[ExI] Why Physics Needs Philosophy
danust2012 at gmail.com
Wed Mar 30 22:53:09 UTC 2016
On Mar 30, 2016, at 3:13 PM, John Clark <johnkclark at gmail.com> wrote:
>> On Wed, Mar 30, 2016 Dan TheBookMan <danust2012 at gmail.com> wrote:
>> > I put your previous rant against philosophy to a professional philosopher, his response was:
>> 'Mortimer Adler is a silly example since he is respected almost solely by non-philosophers. But I'd put the contributions of Wittgenstein, Putnam, Kripke, Anscombe, Davidson, Sellars, McDowell, Brandom, and Thompson up against any of these supposed "gargantuan philosophical discoveries made by non-philosophers."'
> I grant you that not all modern philosophers are as silly as Adler was,
Let me _stress_ this, since it's being missed: I know only one person who put forth Adler as a serious and important philosopher. The professionals I've asked have a fairly low opinion of him. He has no list of students following in his footsteps that I'm aware of. Why anyone would bring up Adler as a key example is beyond me. It's like picking Erich von Däniken to show us how archaeology and history are useless fields.
> and some are interesting people who do a good job explaining the ideas made by others to humanities majors. But what original discoveries did those professional philosophers make that was even close in important to the gargantuan philosophical discoveries make by NON-philosophers like Cantor who discovered that there is a infinite number of different types of infinity, or Godel who discovered that some things are true but have no proof, or Turing who discovered that things can be deterministic but not predictable, or Clausius who discovered Entropy, or Maxwell who discovered that static electricity magnetism and light were all related, or Darwin who discovered how bacteria can turn into people, or Planck who discovered that everything comes in little packages, or Watson and Crick who discovered that heredity is digital, or Hubble who discovered that the universe is expanding, or Perlmutter Schmidt and Riess who discovered that the universe is accelerating, or Einstein who discovered that space and time are not absolute. What discoveries about the nature of reality have professional philosophers made in the last couple of centuries that was even in the same ballpark in importance, or even in the same continent?
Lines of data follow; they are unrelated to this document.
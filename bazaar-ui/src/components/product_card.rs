//! Product Card
//!
//! Grid tile for a product.

use leptos::*;
use leptos_router::*;

use bazaar::models::Product;

#[component]
pub fn ProductCard(product: Product) -> impl IntoView {
    let href = format!("/products/{}", product.id);
    let image = product.cover_image().map(str::to_string);
    let in_stock = product.in_stock();

    view! {
        <A href=href class="block bg-white rounded-xl shadow hover:shadow-md transition-shadow overflow-hidden">
            {match image {
                Some(src) => view! { <img src=src alt=product.name.clone() class="w-full h-40 object-cover" /> }.into_view(),
                None => view! { <div class="w-full h-40 bg-gray-100" /> }.into_view(),
            }}
            <div class="p-4">
                <h3 class="font-semibold truncate">{product.name.clone()}</h3>
                <div class="flex items-center justify-between mt-2">
                    <span class="text-lg font-bold">{format!("{:.2}", product.price)}</span>
                    {product.rating.map(|r| view! {
                        <span class="text-sm text-yellow-600">{format!("★ {:.1}", r)}</span>
                    })}
                </div>
                {(!in_stock).then(|| view! {
                    <span class="text-xs text-red-600">"Out of stock"</span>
                })}
            </div>
        </A>
    }
}
//! Marketplace Records
//!
//! Remote-owned entities as the backend serializes them. The client never
//! holds an authoritative copy; these are fetched, rendered and sent back.

mod catalog;
mod chat;
mod commerce;
mod user;

pub use catalog::{Product, Review, ReviewTarget, Service, Vendor};
pub use chat::{Conversation, Message};
pub use commerce::{
    Address, BookedSlot, Booking, BookingStatus, CartItem, Order, OrderLine, OrderStatus,
    PaymentMethod, SavedAddress,
};
pub use user::{Role, User};
//! Field validation shared by the signup, login and checkout forms.

use regex::Regex;
use serde::Serialize;
use std::sync::OnceLock;

/// A problem with one form field
#[derive(Debug, Clone, PartialEq, Eq, Serialize)]
pub struct FieldError {
    pub field: &'static str,
    pub message: String,
}

impl FieldError {
    pub fn new(field: &'static str, message: impl Into<String>) -> Self {
        Self {
            field,
            message: message.into(),
        }
    }
}

impl std::fmt::Display for FieldError {
    fn fmt(&self, f: &mut std::fmt::Formatter<'_>) -> std::fmt::Result {
        write!(f, "{}: {}", self.field, self.message)
    }
}

/// Join field errors into one line for toasts and logs
pub fn summarize(errors: &[FieldError]) -> String {
    errors
        .iter()
        .map(ToString::to_string)
        .collect::<Vec<_>>()
        .join("; ")
}

const EMAIL_PATTERN: &str = r"^[A-Za-z0-9._%+\-]+@[A-Za-z0-9\-]+(\.[A-Za-z0-9\-]+)*\.[A-Za-z]{2,}$";
const PHONE_PATTERN: &str = r"^\+?[0-9][0-9 \-]{6,18}[0-9]$";

fn matches(cell: &'static OnceLock<Option<Regex>>, pattern: &str, value: &str) -> bool {
    cell.get_or_init(|| Regex::new(pattern).ok())
        .as_ref()
        .is_some_and(|re| re.is_match(value.trim()))
}

pub fn is_valid_email(email: &str) -> bool {
    static RE: OnceLock<Option<Regex>> = OnceLock::new();
    matches(&RE, EMAIL_PATTERN, email)
}

pub fn is_valid_phone(phone: &str) -> bool {
    static RE: OnceLock<Option<Regex>> = OnceLock::new();
    matches(&RE, PHONE_PATTERN, phone)
}

/// Push an error if `value` is blank
pub fn require(errors: &mut Vec<FieldError>, field: &'static str, value: &str) {
    if value.trim().is_empty() {
        errors.push(FieldError::new(field, "is required"));
    }
}

#[cfg(test)]
mod tests {
    use super::*;

    #[test]
    fn test_email_pattern() {
        assert!(is_valid_email("amina@example.com"));
        assert!(is_valid_email(" a.b+tag@mail.co.uk "));
        assert!(!is_valid_email("amina@"));
        assert!(!is_valid_email("amina.example.com"));
        assert!(!is_valid_email(""));
    }

    #[test]
    fn test_phone_pattern() {
        assert!(is_valid_phone("+92 300 1234567"));
        assert!(is_valid_phone("03001234567"));
        assert!(!is_valid_phone("12ab"));
        assert!(!is_valid_phone("123"));
    }

    #[test]
    fn test_summarize() {
        let errors = vec![
            FieldError::new("email", "is required"),
            FieldError::new("city", "is required"),
        ];
        assert_eq!(summarize(&errors), "email: is required; city: is required");
    }
}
Gödel was a philosopher, no? What about Bertrand Russell, A. N. Whitehead, David Hilbert, and Henri Poincaré? Didn't they all do work in philosophy, in some cases as professionals?
This has descended into a pissing contest. Almost all workers in any field might be seen ultimately as adding very little, especially when set against the giants. (This doesn't mean I accept some "great man" version of history here.) Maudlin's point wasn't about who discovered more stuff. It was about the role of philosophy in the overall process.